Albion May Become Residential TIF Pioneer
By MATT GETTS email@example.com (Shared with permission from KPC Media).
ALBION — The town of Albion is considering becoming the first community in Indiana to create a residential TIF district to spur housing growth.
At the Albion Town Council’s Oct. 22 meeting, the council approved a $7,250 capped contract with Indianapolis-based accounting firm LWG to investigate the financial costs of creating a new housing development and the expected revenues which would eventually come back to the town.
The town has been negotiating with a landowner over the purchase of between 45-90 acres of grounds. Town officials declined to identify the location of the property because negotiations are ongoing.
During its meeting, the council did divulge the current asking price of $18,000 per acre may be too rich for its blood.
“I just think that’s an awful lot of money,” Councilman Don Shultz said. “I think there’s other ground that could be purchased.”
Other council members seemed to agree.
But council president Vicki Jellison pointed out that even if the sale price for the property was prohibitive, doing such a study could be used if the town contemplates purchases in other areas.
“I would think we would get a lot of useful information,” Jellison said.
Town attorney Steve Clouse said he wasn’t aware of any communities which had utilized recently-passed legislation in the Indiana General Assembly to allow for the creation of residential TIF districts.
“It’s brand new stuff in the state of Indiana,” Clouse said.
Once a TIF district has been formed, the property tax assessments are frozen for collecting entities such as town and county governments, schools and libraries. The tax dollars on any improvements that are made in the district are then captured for use in the district.
The Albion Redevelopment Commission would be responsible for recommending the disbursement of the funds within the district. The Albion Town Council would have the final say on how the TIF monies are spent, but they must be spent within the district.
The study by LWG, according to the letter accompanying the contract, “would provide a comprehensive analysis of he potetial area of development in order to determine both the potential initial costs associated with the property acquisition along with the potential benefits of such development in terms of additional revenues that would be generated by and for the town over time.”
In other housing news, the council learned the proposed development of the Village of White Oaks Phase III-IV remained at a standstill.
At the council’s meeting on Oct. 8, Keith Leatherman, of Monarch Development, told the council he was contemplating walking away from the development, which would have seen 21 new homes built on the town’s west side.
A problem which developed the prior week involving tapping into the sewer main to connect with the proposed development had ground the project to a halt.
The town seemed eager to find a solution, but it won’t come soon enough to see any homes started this year.
Granite Ridge Builders has pulled out of a deal to build homes this winter.

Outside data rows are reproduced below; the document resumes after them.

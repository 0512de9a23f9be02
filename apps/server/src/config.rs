//! # Server Configuration
//!
//! Loaded once at start-up from environment variables.
//!
//! | Variable | Default |
//! |----------|---------|
//! | `TALLY_BIND_ADDR` | `0.0.0.0:8080` |
//! | `TALLY_DB_PATH` | platform data dir + `tally.db` |
//! | `TALLY_DB_MAX_CONNECTIONS` | `5` |
//! | `TALLY_STORE_NAME` | `Tally Store` |
//! | `TALLY_STOCK_POLICY` | `strict` |
//! | `TALLY_OVERPAYMENT_POLICY` | `strict` |
//! | `TALLY_ALLOW_PRICE_OVERRIDE` | `false` |

use std::env;
use std::net::SocketAddr;
use std::path::PathBuf;

use directories::ProjectDirs;
use tally_core::{FloorPolicy, LedgerPolicy};

const DEFAULT_BIND_ADDR: &str = "0.0.0.0:8080";
const DEFAULT_STORE_NAME: &str = "Tally Store";
const DEFAULT_MAX_CONNECTIONS: u32 = 5;

/// Server configuration.
#[derive(Debug, Clone)]
pub struct ServerConfig {
    /// Address the HTTP listener binds to
    pub bind_addr: SocketAddr,

    /// SQLite database file
    pub db_path: PathBuf,

    /// Pool size
    pub db_max_connections: u32,

    /// Shown on the health endpoint
    pub store_name: String,

    /// Floors and price rules handed to every ledger operation
    pub policy: LedgerPolicy,
}

impl ServerConfig {
    /// Load configuration from environment variables.
    pub fn load() -> Result<Self, ConfigError> {
        Self::from_lookup(|key| env::var(key).ok())
    }

    /// Load configuration from any key lookup. `load()` passes the process
    /// environment.
    pub fn from_lookup<F>(lookup: F) -> Result<Self, ConfigError>
    where
        F: Fn(&str) -> Option<String>,
    {
        let bind_addr = lookup("TALLY_BIND_ADDR")
            .unwrap_or_else(|| DEFAULT_BIND_ADDR.to_string())
            .parse()
            .map_err(|_| ConfigError::InvalidValue("TALLY_BIND_ADDR".to_string()))?;

        let db_path = match lookup("TALLY_DB_PATH") {
            Some(path) if !path.trim().is_empty() => PathBuf::from(path),
            _ => default_db_path()?,
        };

        let db_max_connections = match lookup("TALLY_DB_MAX_CONNECTIONS") {
            Some(raw) => raw
                .trim()
                .parse::<u32>()
                .ok()
                .filter(|n| *n > 0)
                .ok_or_else(|| ConfigError::InvalidValue("TALLY_DB_MAX_CONNECTIONS".to_string()))?,
            None => DEFAULT_MAX_CONNECTIONS,
        };

        let store_name = lookup("TALLY_STORE_NAME")
            .map(|name| name.trim().to_string())
            .filter(|name| !name.is_empty())
            .unwrap_or_else(|| DEFAULT_STORE_NAME.to_string());

        let policy = LedgerPolicy {
            stock_floor: floor_policy(&lookup, "TALLY_STOCK_POLICY")?,
            overpayment: floor_policy(&lookup, "TALLY_OVERPAYMENT_POLICY")?,
            allow_price_override: match lookup("TALLY_ALLOW_PRICE_OVERRIDE") {
                Some(raw) => parse_bool(&raw)
                    .ok_or_else(|| ConfigError::InvalidValue("TALLY_ALLOW_PRICE_OVERRIDE".to_string()))?,
                None => false,
            },
        };

        Ok(ServerConfig {
            bind_addr,
            db_path,
            db_max_connections,
            store_name,
            policy,
        })
    }
}

fn floor_policy<F>(lookup: &F, key: &str) -> Result<FloorPolicy, ConfigError>
where
    F: Fn(&str) -> Option<String>,
{
    match lookup(key) {
        Some(raw) => raw
            .parse()
            .map_err(|_| ConfigError::InvalidValue(key.to_string())),
        None => Ok(FloorPolicy::default()),
    }
}

fn parse_bool(raw: &str) -> Option<bool> {
    match raw.trim().to_ascii_lowercase().as_str() {
        "1" | "true" | "yes" | "on" => Some(true),
        "0" | "false" | "no" | "off" => Some(false),
        _ => None,
    }
}

/// Platform data directory, created if missing.
///
/// - **macOS**: `~/Library/Application Support/com.tally.ledger/tally.db`
/// - **Windows**: `%APPDATA%\tally\ledger\data\tally.db`
/// - **Linux**: `~/.local/share/ledger/tally.db`
fn default_db_path() -> Result<PathBuf, ConfigError> {
    let proj_dirs = ProjectDirs::from("com", "tally", "ledger").ok_or(ConfigError::NoDataDir)?;
    let data_dir = proj_dirs.data_dir();

    std::fs::create_dir_all(data_dir).map_err(|e| ConfigError::DataDir(e.to_string()))?;

    Ok(data_dir.join("tally.db"))
}

/// Configuration error types.
#[derive(Debug, thiserror::Error)]
pub enum ConfigError {
    #[error("Invalid value for {0}")]
    InvalidValue(String),

    #[error("Could not determine app data directory; set TALLY_DB_PATH")]
    NoDataDir,

    #[error("Could not create data directory: {0}")]
    DataDir(String),
}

“We had buyers, too,” Granite Ridge vice president of sales Lonnie Norris said. “We had to redirect them elsewhere because we didn’t know when (the infrastructure would be ready).”
Norris said the company would reconsider building in the Village of White Oak next spring.

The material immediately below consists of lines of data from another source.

//! # Shared Application State

use tally_core::LedgerPolicy;
use tally_db::Database;

/// Cloned into every handler. `Database` wraps a pool, so clones are cheap.
#[derive(Debug, Clone)]
pub struct AppState {
    pub db: Database,
    pub policy: LedgerPolicy,
    pub store_name: String,
}

impl AppState {
    pub fn new(db: Database, policy: LedgerPolicy, store_name: impl Into<String>) -> Self {
        AppState {
            db,
            policy,
            store_name: store_name.into(),
        }
    }
}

Leatherman had already removed two loads of construction materials from the site back to his supplier as of Oct. 8. He had another two loads on trucks ready to be shipped as soon as the next day.
Prior to the start of the meeting Oct. 22, there did not appear to be any heavy machinery or materials on the site.

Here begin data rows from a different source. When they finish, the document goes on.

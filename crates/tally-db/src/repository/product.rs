//! # Product Repository
//!
//! Database operations for products.
//!
//! ## Key Operations
//! - Barcode lookup for the checkout scanner
//! - Product inserts (reference data)
//! - The inventory adjuster: relative stock updates
//! - Low-stock listing
//!
//! ## Stock Update Strategy
//! ```text
//! ┌─────────────────────────────────────────────────────────────────────┐
//! │  ❌ WRONG: read, compute in memory, write back                     │
//! │     SELECT stock_quantity ...      → 1                             │
//! │     UPDATE products SET stock_quantity = 0                         │
//! │     (two concurrent sales both write 0, one sale is lost)          │
//! │                                                                     │
//! │  ✅ CORRECT: relative update, optionally floored                   │
//! │     UPDATE products SET stock_quantity = stock_quantity - 1        │
//! │     WHERE id = ? AND stock_quantity - 1 >= 0                       │
//! │     (the second sale matches 0 rows and is rejected)               │
//! └─────────────────────────────────────────────────────────────────────┘
//! ```

use chrono::{DateTime, Utc};
use sqlx::{SqliteConnection, SqlitePool};
use tracing::{debug, warn};

use crate::error::{DbError, DbResult};
use crate::repository::generate_id;
use tally_core::validation::{
    validate_barcode, validate_name, validate_price_cents, validate_stock_delta,
};
use tally_core::{CoreError, FloorPolicy, LedgerPolicy, NewProduct, Product};

/// Repository for product database operations.
///
/// ## Usage
/// ```rust,ignore
/// let repo = ProductRepository::new(pool);
///
/// let product = repo.get_by_barcode("8901234567890").await?;
/// let restocked = repo.adjust_stock(&product.id, 12, &policy).await?;
/// ```
#[derive(Debug, Clone)]
pub struct ProductRepository {
    pool: SqlitePool,
}

impl ProductRepository {
    /// Creates a new ProductRepository.
    pub fn new(pool: SqlitePool) -> Self {
        ProductRepository { pool }
    }

    /// Gets a product by its ID.
    ///
    /// ## Returns
    /// * `Ok(Some(Product))` - Product found
    /// * `Ok(None)` - Product not found
    pub async fn get_by_id(&self, id: &str) -> DbResult<Option<Product>> {
        let product = sqlx::query_as::<_, Product>("SELECT * FROM products WHERE id = ?1")
            .bind(id)
            .fetch_optional(&self.pool)
            .await?;

        Ok(product)
    }

    /// Looks up an active product by barcode.
    ///
    /// ## Returns
    /// * `Ok(Product)` - Product found
    /// * `Err(DbError::NotFound)` - No active product carries this barcode
    /// * `Err(DbError::Domain)` - Barcode is blank or malformed
    pub async fn get_by_barcode(&self, barcode: &str) -> DbResult<Product> {
        let barcode = validate_barcode(barcode)?;

        debug!(barcode = %barcode, "Looking up product by barcode");

        sqlx::query_as::<_, Product>(
            "SELECT * FROM products WHERE barcode = ?1 AND is_active = 1",
        )
        .bind(&barcode)
        .fetch_optional(&self.pool)
        .await?
        .ok_or_else(|| DbError::not_found("Product", barcode))
    }

    /// Inserts a new product.
    ///
    /// ## Returns
    /// * `Ok(Product)` - Inserted product with generated fields
    /// * `Err(DbError::UniqueViolation)` - Barcode already exists
    pub async fn insert(&self, input: &NewProduct) -> DbResult<Product> {
        validate_name("name", &input.name)?;
        validate_price_cents(input.cost_price_cents)?;
        validate_price_cents(input.sell_price_cents)?;
        let barcode = input
            .barcode
            .as_deref()
            .map(validate_barcode)
            .transpose()?;

        let now = Utc::now();
        let product = Product {
            id: generate_id(),
            name: input.name.trim().to_string(),
            description: input.description.clone(),
            barcode,
            brand: input.brand.clone(),
            cost_price_cents: input.cost_price_cents,
            sell_price_cents: input.sell_price_cents,
            stock_quantity: input.stock_quantity,
            min_stock: input.min_stock,
            is_active: true,
            created_at: now,
            updated_at: now,
        };

        debug!(id = %product.id, name = %product.name, "Inserting product");

        sqlx::query(
            r#"
            INSERT INTO products (
                id, name, description, barcode, brand,
                cost_price_cents, sell_price_cents, stock_quantity, min_stock,
                is_active, created_at, updated_at
            ) VALUES (?1, ?2, ?3, ?4, ?5, ?6, ?7, ?8, ?9, ?10, ?11, ?12)
            "#,
        )
        .bind(&product.id)
        .bind(&product.name)
        .bind(&product.description)
        .bind(&product.barcode)
        .bind(&product.brand)
        .bind(product.cost_price_cents)
        .bind(product.sell_price_cents)
        .bind(product.stock_quantity)
        .bind(product.min_stock)
        .bind(product.is_active)
        .bind(product.created_at)
        .bind(product.updated_at)
        .execute(&self.pool)
        .await
        .map_err(|e| match DbError::from(e) {
            DbError::UniqueViolation { field, .. } => DbError::UniqueViolation {
                field,
                value: product.barcode.clone().unwrap_or_default(),
            },
            other => other,
        })?;

        Ok(product)
    }

    /// Applies a signed stock delta as one atomic statement.
    ///
    /// Negative deltas honour `policy.stock_floor`; positive deltas never
    /// fail on the floor, so restocking works even after an oversell.
    ///
    /// ## Arguments
    /// * `id` - Product ID
    /// * `delta` - Change in stock (negative for sales, positive for restocking)
    ///
    /// ## Returns
    /// * `Ok(Product)` - Product after the update
    /// * `Err(DbError::NotFound)` - Unknown product
    /// * `Err(DbError::Domain(InsufficientStock))` - Floor would be crossed
    pub async fn adjust_stock(
        &self,
        id: &str,
        delta: i64,
        policy: &LedgerPolicy,
    ) -> DbResult<Product> {
        validate_stock_delta(delta)?;

        let mut conn = self.pool.acquire().await?;
        let product = apply_stock_delta(&mut conn, id, delta, policy.stock_floor, Utc::now()).await?;

        debug!(id = %id, delta = delta, stock = product.stock_quantity, "Stock adjusted");
        Ok(product)
    }

    /// Products at or below their minimum stock, lowest stock first.
    pub async fn low_stock(&self, limit: u32) -> DbResult<Vec<Product>> {
        let products = sqlx::query_as::<_, Product>(
            r#"
            SELECT * FROM products
            WHERE stock_quantity <= min_stock AND is_active = 1
            ORDER BY stock_quantity ASC, name ASC
            LIMIT ?1
            "#,
        )
        .bind(limit)
        .fetch_all(&self.pool)
        .await?;

        Ok(products)
    }

    /// Counts active products.
    pub async fn count(&self) -> DbResult<i64> {
        let count: i64 = sqlx::query_scalar("SELECT COUNT(*) FROM products WHERE is_active = 1")
            .fetch_one(&self.pool)
            .await?;

        Ok(count)
    }
}

/// The inventory adjuster primitive, run on any connection or open transaction.
///
/// `stock_quantity = stock_quantity + delta` in a single statement. With a
/// strict floor and a negative delta, the row only matches while the result
/// stays at or above zero; a non-match is then reported as insufficient stock.
pub(crate) async fn apply_stock_delta(
    conn: &mut SqliteConnection,
    product_id: &str,
    delta: i64,
    floor: FloorPolicy,
    now: DateTime<Utc>,
) -> DbResult<Product> {
    let enforce_floor = delta < 0 && floor.is_strict();

    let updated = sqlx::query_as::<_, Product>(
        r#"
        UPDATE products
        SET stock_quantity = stock_quantity + ?1,
            updated_at = ?2
        WHERE id = ?3
          AND (?4 = 0 OR stock_quantity + ?1 >= 0)
        RETURNING *
        "#,
    )
    .bind(delta)
    .bind(now)
    .bind(product_id)
    .bind(enforce_floor)
    .fetch_optional(&mut *conn)
    .await?;

    if let Some(product) = updated {
        return Ok(product);
    }

    let available: Option<i64> =
        sqlx::query_scalar("SELECT stock_quantity FROM products WHERE id = ?1")
            .bind(product_id)
            .fetch_optional(&mut *conn)
            .await?;

    match available {
        None => Err(DbError::not_found("Product", product_id)),
        Some(available) => {
            warn!(
                product_id = %product_id,
                available = available,
                requested = -delta,
                "Stock floor rejected decrement"
            );
            Err(CoreError::InsufficientStock {
                product_id: product_id.to_string(),
                available,
                requested: -delta,
            }
            .into())
        }
    }
}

“I’ve developed in Albion for 43 years,” Leatherman said Oct. 8. “This is the first building project in my 50-year building career that I’m walking away from.”
The town council seemed eager to find a solution to prevent that from happening.
Councilman Darold Smolinske said Oct. 8 he had calculated the positive impact to the town, through property tax revenues, and to the school corporation, through growing the number of students who receive state funding, at approximately $280,000 per year.
Smolinske said on average, each home has 1.9 children, meaning nearly 42 students could be going to Central Noble schools through the development. For each child enrolled at the school, the corporation receives approximately $6,500 from the state.
The town reiterated its position on Oct. 22 that Leatherman was responsible for the materials needed to tap into the main again. It also provided Leatherman a quote from another contractor for the price of the work.
Town Manager Stefen Wynn was designated at the point person for all future negotiations on the project.
Also at the meeting on Oct. 22:
• Fire Chief Bob Amber reported his department was called into service 29 times in September. There were 12 days in the month with no call-outs, with the department responding to three times on both Sept. 13 and Sept. 26.
Of the 29 calls, 17 were medical runs.
• Town Marshal Scott Cole reported his department responded to 743 incidents in September. Included in that total were 323 security checks, two theft reports, six threat complaints, one reported burglary and one report of child abuse.